Goal of the exercise ▸
Look through the records and copy every line in which "trip" appears.

The data ▸
------------------------------------------------------------------------

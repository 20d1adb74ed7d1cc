//! Edit-Distance Candidate Generation
//!
//! Single-character edit variants used for spelling-correction lookups.
//! Pure string transforms; validity against a real vocabulary is decided by
//! a store lookup afterwards, never here.

use hashbrown::HashSet;

const LETTERS: &str = "abcdefghijklmnopqrstuvwxyz";

/// All variants with exactly one character removed: `|word|` entries.
pub fn deletes(word: &str) -> Vec<String> {
    let chars: Vec<char> = word.chars().collect();
    (0..chars.len())
        .map(|i| {
            let mut out = String::with_capacity(word.len());
            out.extend(&chars[..i]);
            out.extend(&chars[i + 1..]);
            out
        })
        .collect()
}

/// All variants with one adjacent character pair transposed: `|word| - 1`
/// entries.
pub fn transposes(word: &str) -> Vec<String> {
    let chars: Vec<char> = word.chars().collect();
    if chars.len() < 2 {
        return Vec::new();
    }
    (0..chars.len() - 1)
        .map(|i| {
            let mut swapped = chars.clone();
            swapped.swap(i, i + 1);
            swapped.into_iter().collect()
        })
        .collect()
}

/// All variants with one position substituted by a lowercase letter,
/// deduplicated, sorted, and excluding the original word.
pub fn replaces(word: &str) -> Vec<String> {
    let chars: Vec<char> = word.chars().collect();
    let mut set = HashSet::new();
    for i in 0..chars.len() {
        for c in LETTERS.chars() {
            let mut replaced = chars.clone();
            replaced[i] = c;
            set.insert(replaced.into_iter().collect::<String>());
        }
    }
    set.remove(word);
    let mut out: Vec<String> = set.into_iter().collect();
    out.sort();
    out
}

/// All variants with one lowercase letter inserted at any offset:
/// `26 * (|word| + 1)` entries (duplicates possible, not removed).
pub fn inserts(word: &str) -> Vec<String> {
    let chars: Vec<char> = word.chars().collect();
    let mut out = Vec::with_capacity(26 * (chars.len() + 1));
    for i in 0..=chars.len() {
        for c in LETTERS.chars() {
            let mut inserted = String::with_capacity(word.len() + 1);
            inserted.extend(&chars[..i]);
            inserted.push(c);
            inserted.extend(&chars[i..]);
            out.push(inserted);
        }
    }
    out
}

/// Deduplicated union of all single-edit variants.
pub fn edits_within_one(word: &str) -> HashSet<String> {
    let mut set = HashSet::new();
    set.extend(replaces(word));
    set.extend(inserts(word));
    set.extend(deletes(word));
    set.extend(transposes(word));
    set
}

/// Deduplicated union of single-edit variants of every single-edit variant.
///
/// Combinatorially large; callers opt in explicitly.
pub fn edits_within_two(word: &str) -> HashSet<String> {
    let mut set = HashSet::new();
    for edit in edits_within_one(word) {
        set.extend(edits_within_one(&edit));
    }
    set
}

#[cfg(test)]
mod tests {
    use super::*;

    #[test]
    fn test_deletes_count() {
        let variants = deletes("cans");
        assert_eq!(variants.len(), 4);
        assert!(variants.contains(&"ans".to_string()));
        assert!(variants.contains(&"can".to_string()));
    }

    #[test]
    fn test_deletes_single_char() {
        assert_eq!(deletes("a"), vec![String::new()]);
    }

    #[test]
    fn test_transposes() {
        let variants = transposes("cans");
        assert_eq!(variants.len(), 3);
        assert!(variants.contains(&"acns".to_string()));
        assert!(variants.contains(&"cnas".to_string()));
        assert!(variants.contains(&"casn".to_string()));
        assert!(transposes("a").is_empty());
    }

    #[test]
    fn test_replaces_excludes_original() {
        let variants = replaces("cans");
        assert!(!variants.contains(&"cans".to_string()));
        // 4 positions x 25 effective letters, all distinct for "cans"
        assert_eq!(variants.len(), 100);
        assert!(variants.contains(&"bans".to_string()));
    }

    #[test]
    fn test_replaces_sorted() {
        let variants = replaces("at");
        let mut sorted = variants.clone();
        sorted.sort();
        assert_eq!(variants, sorted);
    }

    #[test]
    fn test_inserts_count() {
        // 26 letters x (4 + 1) offsets, duplicates kept
        assert_eq!(inserts("cans").len(), 130);
        assert_eq!(inserts("").len(), 26);
    }

    #[test]
    fn test_edits_within_one_union() {
        let set = edits_within_one("at");
        assert!(set.contains("a")); // delete
        assert!(set.contains("ta")); // transpose
        assert!(set.contains("it")); // replace
        assert!(set.contains("ant")); // insert
        assert!(!set.is_empty());
    }

    #[test]
    fn test_edits_within_two_reaches_deeper() {
        let set = edits_within_two("a");
        assert!(set.contains("abc"));
        assert!(set.contains("")); // delete then delete-of-sibling paths
    }
}
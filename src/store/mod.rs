//! Vector Storage Backends
//!
//! One contract, two implementations: an immutable in-memory table loaded
//! from a word2vec file, and a remote key-value service reached over TCP
//! with batched multi-key lookups.

mod kv;
mod memory;
mod remote;
pub mod word2vec;

pub use kv::{KvClient, KvCommand, KvReply, RespCodec};
pub use memory::MemoryStore;
pub use remote::RemoteStore;

use async_trait::async_trait;
use hashbrown::HashMap;
use std::path::PathBuf;
use std::sync::Arc;

use crate::error::Result;

/// Word -> vector lookup service.
///
/// Words absent from the backing store are simply missing from the result
/// map; partial misses are never an error. Only total failure (unreachable
/// backend, malformed stored data) surfaces as `Err`. Lookups are
/// idempotent and side-effect-free aside from connection caching.
#[async_trait]
pub trait VectorStore: Send + Sync {
    /// Fetch vectors for the given words in a single backend round trip.
    async fn get_vectors(&self, words: &[String]) -> Result<HashMap<String, Vec<f32>>>;

    /// Batched existence check: the subset of `words` present in the
    /// vocabulary, one backend round trip.
    async fn filter_known(&self, words: &[String]) -> Result<Vec<String>>;

    /// Probe backend reachability. For the remote store this performs the
    /// idempotent lazy connect.
    async fn ping(&self) -> Result<()>;

    /// Release any held connection deterministically. Safe to call more
    /// than once; subsequent lookups reconnect lazily.
    async fn close(&self) -> Result<()>;
}

/// Backend selection, decided once at construction time.
#[derive(Debug, Clone)]
pub enum StoreConfig {
    /// Load a binary word2vec file fully into memory.
    Memory { path: PathBuf },
    /// Batched lookups against a remote key-value service.
    Remote { addr: String, dimension: usize },
}

impl StoreConfig {
    /// Build the configured backend.
    ///
    /// The memory variant reads its file here; the remote variant defers
    /// connecting until first use.
    pub fn build(&self) -> Result<Arc<dyn VectorStore>> {
        match self {
            StoreConfig::Memory { path } => Ok(Arc::new(MemoryStore::load(path)?)),
            StoreConfig::Remote { addr, dimension } => {
                Ok(Arc::new(RemoteStore::new(addr.clone(), *dimension)))
            }
        }
    }
}
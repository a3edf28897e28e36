//! Adjacency store for directed, weighted graphs.
//!
//! Nodes live in an arena indexed by a dense id assigned on first
//! insertion. Each record keeps its outgoing edges in insertion order,
//! which is the iteration order every algorithm in this crate relies on
//! for deterministic tie-breaking.
//!
//! # Examples
//!
//! ```
//! use u_graph::Graph;
//!
//! let mut g = Graph::new();
//! g.add_link("a", "b", 2.0).unwrap();
//! g.add_link("b", "c", 1.5).unwrap();
//!
//! assert_eq!(g.weight(&"a", &"b"), Some(2.0));
//! assert_eq!(g.weight(&"b", &"a"), None);
//! assert_eq!(g.node_count(), 3);
//! ```

mod neighbors;
mod store;

pub use neighbors::Neighbors;
pub use store::Graph;
//! Exhaustive simple-path enumeration.
//!
//! Depth-first search with an explicit frame stack, so deep graphs do not
//! exhaust the call stack. The number of simple paths grows exponentially
//! with graph size; use on small or sparse graphs.

use std::fmt::Debug;
use std::hash::Hash;

use crate::Graph;

/// One DFS level: the node and the index of its next unexplored edge.
struct Frame {
    node: usize,
    cursor: usize,
}

impl<N: Clone + Eq + Hash + Debug> Graph<N> {
    /// Every simple directed path from `start` to `end`, in DFS order.
    ///
    /// Neighbors are explored in insertion order and a path is emitted as
    /// soon as it reaches `end`. Unknown endpoints yield no paths.
    ///
    /// # Examples
    ///
    /// ```
    /// use u_graph::Graph;
    ///
    /// let g = Graph::from_adjacency([
    ///     ('a', vec![('b', 1.0), ('c', 1.0)]),
    ///     ('b', vec![('d', 1.0)]),
    ///     ('c', vec![('d', 1.0)]),
    /// ])
    /// .unwrap();
    ///
    /// assert_eq!(
    ///     g.all_paths(&'a', &'d'),
    ///     vec![vec!['a', 'b', 'd'], vec!['a', 'c', 'd']]
    /// );
    /// ```
    pub fn all_paths(&self, start: &N, end: &N) -> Vec<Vec<N>> {
        let (Some(source), Some(goal)) = (self.id_of(start), self.id_of(end)) else {
            return Vec::new();
        };
        if source == goal {
            return vec![vec![start.clone()]];
        }

        let mut found = Vec::new();
        let mut on_path = vec![false; self.node_count()];
        let mut path = vec![source];
        let mut stack = vec![Frame {
            node: source,
            cursor: 0,
        }];
        on_path[source] = true;

        while let Some(frame) = stack.last_mut() {
            let edges = self.out_edges(frame.node);
            if frame.cursor == edges.len() {
                on_path[frame.node] = false;
                path.pop();
                stack.pop();
                continue;
            }

            let (next, weight) = edges[frame.cursor];
            frame.cursor += 1;
            if on_path[next] || weight.is_infinite() {
                continue;
            }
            if next == goal {
                found.push(
                    path.iter()
                        .chain(std::iter::once(&goal))
                        .map(|&id| self.key(id).clone())
                        .collect(),
                );
                continue;
            }

            on_path[next] = true;
            path.push(next);
            stack.push(Frame {
                node: next,
                cursor: 0,
            });
        }

        found
    }
}
//! Induced subgraphs and containment.

use std::fmt::Debug;
use std::hash::Hash;

use crate::Graph;

impl<N: Clone + Eq + Hash + Debug> Graph<N> {
    /// Induced subgraph over `nodes`.
    ///
    /// Keeps the listed nodes that exist in this graph and every edge
    /// whose endpoints are both kept, with weights unchanged. Unknown
    /// nodes are ignored. Order follows this graph's insertion order.
    ///
    /// # Examples
    ///
    /// ```
    /// use u_graph::Graph;
    ///
    /// let g = Graph::from_adjacency([
    ///     (1, vec![(2, 1.0), (3, 4.0)]),
    ///     (2, vec![(3, 1.0)]),
    /// ])
    /// .unwrap();
    ///
    /// let sub = g.subgraph_from_nodes(&[1, 3]);
    /// assert_eq!(sub.weight(&1, &3), Some(4.0));
    /// assert!(!sub.contains_node(&2));
    /// assert!(sub.is_subgraph(&g));
    /// ```
    pub fn subgraph_from_nodes<'a, I>(&self, nodes: I) -> Graph<N>
    where
        I: IntoIterator<Item = &'a N>,
        N: 'a,
    {
        let mut keep = vec![false; self.node_count()];
        for node in nodes {
            if let Some(id) = self.id_of(node) {
                keep[id] = true;
            }
        }

        let kept: Vec<usize> = (0..keep.len()).filter(|&id| keep[id]).collect();
        let mut sub = Graph::new();
        for &id in &kept {
            sub.ensure_node(self.key(id).clone());
        }
        for &id in &kept {
            for &(to, weight) in self.out_edges(id) {
                if keep[to] {
                    sub.insert_edge(self.key(id).clone(), self.key(to).clone(), weight);
                }
            }
        }
        sub
    }

    /// Returns `true` if every node and weighted edge of `self` is also
    /// in `other`.
    ///
    /// `other` may contain more nodes and edges. The relation is not
    /// symmetric. Self-loops are ignored.
    pub fn is_subgraph(&self, other: &Graph<N>) -> bool {
        self.nodes().all(|node| other.contains_node(node))
            && self
                .edges()
                .filter(|(from, to, _)| from != to)
                .all(|(from, to, weight)| other.weight(from, to) == Some(weight))
    }
}
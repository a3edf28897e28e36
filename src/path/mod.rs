//! Path queries over a [`Graph`](crate::Graph).
//!
//! - **Shortest paths**: Dijkstra single-pair, single-source tree, and
//!   all-pairs variants ([`ShortestPath`], [`ShortestTree`]).
//! - **Enumeration**: every simple path between two nodes
//!   ([`Graph::all_paths`](crate::Graph::all_paths)).
//! - **Comparison**: path length and cyclic equivalence ([`same_path`]).
//!
//! All queries borrow the graph immutably and return owned results.

mod compare;
mod enumerate;
mod shortest;

pub use compare::same_path;
pub use shortest::{ShortestPath, ShortestTree};
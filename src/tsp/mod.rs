//! Heuristic Travelling Salesman solver.
//!
//! Two phases over the undirected view of the graph:
//!
//! 1. **Greedy-edge construction**: pairs are accepted cheapest first,
//!    ties broken by node insertion order, as long as every node keeps
//!    tour degree at most 2 and no cycle closes before all nodes are
//!    covered. A union-find over partial fragments enforces the latter.
//! 2. **2-opt improvement**: segment reversals are applied while they
//!    strictly shorten the tour, until a full sweep finds none or the
//!    sweep cap in [`TspConfig`] is reached.
//!
//! The result is a 2-opt local optimum, not a guaranteed optimum.
//! Rotated or reversed tours describe the same cycle; compare them with
//! [`same_path`](crate::path::same_path).
//!
//! # References
//!
//! - Bentley, J. L. (1992). "Fast algorithms for geometric traveling salesman
//!   problems", *ORSA Journal on Computing* 4(4), 387-411.
//! - Croes, G. A. (1958). "A method for solving traveling-salesman problems",
//!   *Operations Research* 6(6), 791-812.

mod config;
mod construction;
mod costs;
mod runner;
mod two_opt;

pub use config::TspConfig;
pub use runner::{TspResult, TspRunner};
//! Greedy-edge (multi-fragment) tour construction.
//!
//! Candidate edges are taken cheapest first. An edge is accepted when
//! both endpoints still have tour degree below 2 and it joins two
//! different fragments; only the final edge may close a cycle.
//!
//! # Reference
//!
//! Bentley, J. L. (1992). "Fast algorithms for geometric traveling salesman
//! problems", *ORSA Journal on Computing* 4(4), 387-411.

use std::cmp::Ordering;

use super::costs::CostTable;
use crate::error::{GraphError, Result};

/// Disjoint-set forest with path compression and union by rank.
#[derive(Debug, Clone)]
pub(crate) struct UnionFind {
    parent: Vec<usize>,
    rank: Vec<u8>,
}

impl UnionFind {
    pub(crate) fn new(n: usize) -> Self {
        Self {
            parent: (0..n).collect(),
            rank: vec![0; n],
        }
    }

    pub(crate) fn find(&mut self, x: usize) -> usize {
        let mut root = x;
        while self.parent[root] != root {
            root = self.parent[root];
        }
        let mut current = x;
        while self.parent[current] != root {
            let next = self.parent[current];
            self.parent[current] = root;
            current = next;
        }
        root
    }

    /// Merges the sets of `a` and `b`. Returns `false` if already joined.
    pub(crate) fn union(&mut self, a: usize, b: usize) -> bool {
        let ra = self.find(a);
        let rb = self.find(b);
        if ra == rb {
            return false;
        }
        match self.rank[ra].cmp(&self.rank[rb]) {
            Ordering::Less => self.parent[ra] = rb,
            Ordering::Greater => self.parent[rb] = ra,
            Ordering::Equal => {
                self.parent[rb] = ra;
                self.rank[ra] += 1;
            }
        }
        true
    }
}

/// Builds a Hamiltonian cycle over all `costs.len()` nodes (at least 3).
///
/// The returned tour starts at node 0 and follows its first accepted
/// edge.
pub(crate) fn greedy_edge(costs: &CostTable) -> Result<Vec<usize>> {
    let n = costs.len();
    let mut candidates: Vec<(f64, usize, usize)> = (0..n)
        .flat_map(|u| ((u + 1)..n).map(move |v| (u, v)))
        .filter_map(|(u, v)| {
            let c = costs.get(u, v);
            c.is_finite().then_some((c, u, v))
        })
        .collect();
    candidates.sort_by(|a, b| {
        a.0.total_cmp(&b.0)
            .then_with(|| a.1.cmp(&b.1))
            .then_with(|| a.2.cmp(&b.2))
    });

    let mut degree = vec![0u8; n];
    let mut links: Vec<Vec<usize>> = vec![Vec::with_capacity(2); n];
    let mut fragments = UnionFind::new(n);
    let mut accepted = 0usize;

    for &(_, u, v) in &candidates {
        if accepted == n {
            break;
        }
        if degree[u] >= 2 || degree[v] >= 2 {
            continue;
        }
        // Closing a fragment on itself is only allowed for the last edge.
        if !fragments.union(u, v) && accepted != n - 1 {
            continue;
        }
        degree[u] += 1;
        degree[v] += 1;
        links[u].push(v);
        links[v].push(u);
        accepted += 1;
    }

    if accepted < n {
        return Err(GraphError::InfeasibleTour {
            nodes: n,
            edges: accepted,
        });
    }

    let mut tour = Vec::with_capacity(n);
    let mut prev = usize::MAX;
    let mut current = 0;
    while tour.len() < n {
        tour.push(current);
        let next = if links[current][0] != prev {
            links[current][0]
        } else {
            links[current][1]
        };
        prev = current;
        current = next;
    }
    Ok(tour)
}
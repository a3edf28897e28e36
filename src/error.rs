//! Error type shared by all graph operations.
//!
//! Node values are rendered with `Debug` when an error is raised so that
//! the error type stays independent of the node identifier type.

use thiserror::Error;

/// Errors returned by graph construction and algorithms.
#[derive(Debug, Clone, PartialEq, Error)]
pub enum GraphError {
    /// Read access on a node that was never inserted.
    #[error("node not found: {node}")]
    NodeNotFound { node: String },

    /// A consecutive pair of a path is not an edge of the graph.
    #[error("no edge from {from} to {to}")]
    NoEdge { from: String, to: String },

    /// Greedy construction could not close a Hamiltonian cycle.
    #[error("no feasible tour: accepted {edges} of {nodes} required edges")]
    InfeasibleTour { nodes: usize, edges: usize },

    /// Edge weights must be non-negative numbers.
    #[error("invalid weight {weight} on edge {from} -> {to}")]
    InvalidWeight {
        from: String,
        to: String,
        weight: f64,
    },

    /// Solver configuration failed validation.
    #[error("invalid configuration: {0}")]
    InvalidConfig(String),
}

impl GraphError {
    pub(crate) fn node_not_found<N: std::fmt::Debug>(node: &N) -> Self {
        GraphError::NodeNotFound {
            node: format!("{node:?}"),
        }
    }

    pub(crate) fn no_edge<N: std::fmt::Debug>(from: &N, to: &N) -> Self {
        GraphError::NoEdge {
            from: format!("{from:?}"),
            to: format!("{to:?}"),
        }
    }

    pub(crate) fn invalid_weight<N: std::fmt::Debug>(from: &N, to: &N, weight: f64) -> Self {
        GraphError::InvalidWeight {
            from: format!("{from:?}"),
            to: format!("{to:?}"),
            weight,
        }
    }
}

/// Convenience alias for results carrying a [`GraphError`].
pub type Result<T> = std::result::Result<T, GraphError>;
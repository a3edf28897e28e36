//! In-memory weighted graph engine.
//!
//! Provides a directed, weighted adjacency store and the classical
//! algorithms that run on it:
//!
//! - **Graph store**: arena-backed adjacency with insertion-ordered edges,
//!   bulk load and merge ([`Graph`]).
//! - **Shortest paths**: Dijkstra single-pair, single-source tree and
//!   all-pairs queries ([`path`]).
//! - **Path enumeration**: every simple path between two nodes.
//! - **Subgraphs**: induced subgraphs, containment, and the dense
//!   adjacency-matrix view ([`subgraph`]).
//! - **Path comparison**: path length and cyclic tour equivalence.
//! - **TSP**: greedy-edge construction refined by 2-opt ([`tsp`]).
//!
//! # Architecture
//!
//! Algorithms borrow a [`Graph`] immutably and return owned results.
//! Iteration order always follows insertion order, which makes every
//! tie-break deterministic. Errors are reported through [`GraphError`];
//! diagnostic events are emitted with `tracing` and no subscriber is
//! installed by the library.
//!
//! # Examples
//!
//! ```
//! use u_graph::Graph;
//!
//! let mut g = Graph::new();
//! g.add_link(1, 2, 1.0).unwrap();
//! g.add_link(2, 3, 1.0).unwrap();
//! g.add_link(1, 3, 5.0).unwrap();
//!
//! let sp = g.shortest_path(&1, &3);
//! assert_eq!(sp.distance, 2.0);
//! assert_eq!(g.all_paths(&1, &3).len(), 2);
//! ```

pub mod error;
pub mod graph;
pub mod path;
pub mod subgraph;
pub mod tsp;

#[cfg(test)]
mod fixtures;

pub use error::{GraphError, Result};
pub use graph::{Graph, Neighbors};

------------------------------------------------------------------------

Completed exercise ▸
    /// Fetch vectors for the given words in a single backend round trip.
    /// vocabulary, one backend round trip.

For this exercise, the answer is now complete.